======== Data to examine ========

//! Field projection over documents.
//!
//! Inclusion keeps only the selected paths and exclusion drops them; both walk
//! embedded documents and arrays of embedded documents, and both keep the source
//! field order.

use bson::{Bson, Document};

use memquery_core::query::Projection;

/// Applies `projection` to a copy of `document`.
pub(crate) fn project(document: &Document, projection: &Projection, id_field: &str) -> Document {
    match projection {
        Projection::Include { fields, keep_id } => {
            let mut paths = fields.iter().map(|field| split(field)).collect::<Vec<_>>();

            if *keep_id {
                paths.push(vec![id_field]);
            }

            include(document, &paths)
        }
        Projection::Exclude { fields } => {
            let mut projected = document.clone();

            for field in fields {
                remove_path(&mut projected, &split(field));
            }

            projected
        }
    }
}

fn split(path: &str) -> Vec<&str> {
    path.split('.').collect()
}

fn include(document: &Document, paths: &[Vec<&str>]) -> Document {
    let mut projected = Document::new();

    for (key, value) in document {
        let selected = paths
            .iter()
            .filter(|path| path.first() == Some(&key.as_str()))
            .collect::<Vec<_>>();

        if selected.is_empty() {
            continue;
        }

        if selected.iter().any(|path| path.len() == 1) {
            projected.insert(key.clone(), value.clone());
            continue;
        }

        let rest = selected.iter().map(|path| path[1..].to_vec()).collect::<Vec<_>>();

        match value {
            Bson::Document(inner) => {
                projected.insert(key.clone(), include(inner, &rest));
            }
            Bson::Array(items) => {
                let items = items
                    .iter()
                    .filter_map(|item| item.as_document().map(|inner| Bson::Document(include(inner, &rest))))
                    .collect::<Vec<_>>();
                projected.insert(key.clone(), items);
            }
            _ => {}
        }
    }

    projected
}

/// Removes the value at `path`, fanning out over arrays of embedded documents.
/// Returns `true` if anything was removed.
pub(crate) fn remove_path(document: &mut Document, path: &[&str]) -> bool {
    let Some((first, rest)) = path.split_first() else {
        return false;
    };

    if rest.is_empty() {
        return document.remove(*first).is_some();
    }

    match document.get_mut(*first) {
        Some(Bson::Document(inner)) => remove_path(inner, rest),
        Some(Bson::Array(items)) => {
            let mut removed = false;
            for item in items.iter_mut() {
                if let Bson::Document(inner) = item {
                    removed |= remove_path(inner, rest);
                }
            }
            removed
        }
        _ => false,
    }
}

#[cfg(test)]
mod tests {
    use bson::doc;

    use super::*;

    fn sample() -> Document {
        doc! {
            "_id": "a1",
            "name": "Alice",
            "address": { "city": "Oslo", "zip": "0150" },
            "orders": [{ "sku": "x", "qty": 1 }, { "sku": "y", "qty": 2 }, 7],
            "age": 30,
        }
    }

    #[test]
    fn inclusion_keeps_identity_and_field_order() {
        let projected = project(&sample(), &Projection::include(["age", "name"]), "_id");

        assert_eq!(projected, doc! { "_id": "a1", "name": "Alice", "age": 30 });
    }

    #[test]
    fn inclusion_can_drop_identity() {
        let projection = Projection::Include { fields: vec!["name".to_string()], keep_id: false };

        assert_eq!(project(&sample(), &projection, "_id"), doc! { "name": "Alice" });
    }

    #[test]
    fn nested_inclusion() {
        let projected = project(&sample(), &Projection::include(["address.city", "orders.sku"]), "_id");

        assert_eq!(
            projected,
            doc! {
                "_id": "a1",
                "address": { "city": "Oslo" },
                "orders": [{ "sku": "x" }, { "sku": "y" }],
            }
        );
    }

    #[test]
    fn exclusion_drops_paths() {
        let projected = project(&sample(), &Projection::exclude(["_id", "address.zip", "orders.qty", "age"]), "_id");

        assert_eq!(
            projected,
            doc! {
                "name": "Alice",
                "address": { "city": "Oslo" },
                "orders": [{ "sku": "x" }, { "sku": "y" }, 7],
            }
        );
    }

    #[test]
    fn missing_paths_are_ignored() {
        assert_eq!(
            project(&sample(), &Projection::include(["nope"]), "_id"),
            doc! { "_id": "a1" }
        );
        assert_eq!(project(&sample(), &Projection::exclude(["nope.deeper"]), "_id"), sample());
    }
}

========

Task brief:
Please restate the whole listing word for word.

Reply:
//! Field projection over documents.
//!
//! Inclusion keeps only the selected paths and exclusion drops them; both walk
//! embedded documents and arrays of embedded documents, and both keep the source
//! field order.

use bson::{Bson, Document};

use memquery_core::query::Projection;

/// Applies `projection` to a copy of `document`.
pub(crate) fn project(document: &Document, projection: &Projection, id_field: &str) -> Document {
    match projection {
        Projection::Include { fields, keep_id } => {
            let mut paths = fields.iter().map(|field| split(field)).collect::<Vec<_>>();

            if *keep_id {
                paths.push(vec![id_field]);
            }

            include(document, &paths)
        }
        Projection::Exclude { fields } => {
            let mut projected = document.clone();

            for field in fields {
                remove_path(&mut projected, &split(field));
            }

            projected
        }
    }
}

fn split(path: &str) -> Vec<&str> {
    path.split('.').collect()
}

fn include(document: &Document, paths: &[Vec<&str>]) -> Document {
    let mut projected = Document::new();

    for (key, value) in document {
        let selected = paths
            .iter()
            .filter(|path| path.first() == Some(&key.as_str()))
            .collect::<Vec<_>>();

        if selected.is_empty() {
            continue;
        }

        if selected.iter().any(|path| path.len() == 1) {
            projected.insert(key.clone(), value.clone());
            continue;
        }

        let rest = selected.iter().map(|path| path[1..].to_vec()).collect::<Vec<_>>();

        match value {
            Bson::Document(inner) => {
                projected.insert(key.clone(), include(inner, &rest));
            }
            Bson::Array(items) => {
                let items = items
                    .iter()
                    .filter_map(|item| item.as_document().map(|inner| Bson::Document(include(inner, &rest))))
                    .collect::<Vec<_>>();
                projected.insert(key.clone(), items);
            }
            _ => {}
        }
    }

    projected
}

/// Removes the value at `path`, fanning out over arrays of embedded documents.
/// Returns `true` if anything was removed.
pub(crate) fn remove_path(document: &mut Document, path: &[&str]) -> bool {
    let Some((first, rest)) = path.split_first() else {
        return false;
    };

    if rest.is_empty() {
        return document.remove(*first).is_some();
    }

    match document.get_mut(*first) {
        Some(Bson::Document(inner)) => remove_path(inner, rest),
        Some(Bson::Array(items)) => {
            let mut removed = false;
            for item in items.iter_mut() {
                if let Bson::Document(inner) = item {
                    removed |= remove_path(inner, rest);
                }
            }
            removed
        }
        _ => false,
    }
}

#[cfg(test)]
mod tests {
    use bson::doc;

    use super::*;

    fn sample() -> Document {
        doc! {
            "_id": "a1",
            "name": "Alice",
            "address": { "city": "Oslo", "zip": "0150" },
            "orders": [{ "sku": "x", "qty": 1 }, { "sku": "y", "qty": 2 }, 7],
            "age": 30,
        }
    }

    #[test]
    fn inclusion_keeps_identity_and_field_order() {
        let projected = project(&sample(), &Projection::include(["age", "name"]), "_id");

        assert_eq!(projected, doc! { "_id": "a1", "name": "Alice", "age": 30 });
    }

    #[test]
    fn inclusion_can_drop_identity() {
        let projection = Projection::Include { fields: vec!["name".to_string()], keep_id: false };

        assert_eq!(project(&sample(), &projection, "_id"), doc! { "name": "Alice" });
    }

    #[test]
    fn nested_inclusion() {
        let projected = project(&sample(), &Projection::include(["address.city", "orders.sku"]), "_id");

        assert_eq!(
            projected,
            doc! {
                "_id": "a1",
                "address": { "city": "Oslo" },
                "orders": [{ "sku": "x" }, { "sku": "y" }],
            }
        );
    }

    #[test]
    fn exclusion_drops_paths() {
        let projected = project(&sample(), &Projection::exclude(["_id", "address.zip", "orders.qty", "age"]), "_id");

        assert_eq!(
            projected,
            doc! {
                "name": "Alice",
                "address": { "city": "Oslo" },
                "orders": [{ "sku": "x" }, { "sku": "y" }, 7],
            }
        );
    }

    #[test]
    fn missing_paths_are_ignored() {
        assert_eq!(
            project(&sample(), &Projection::include(["nope"]), "_id"),
            doc! { "_id": "a1" }
        );
        assert_eq!(project(&sample(), &Projection::exclude(["nope.deeper"]), "_id"), sample());
    }
}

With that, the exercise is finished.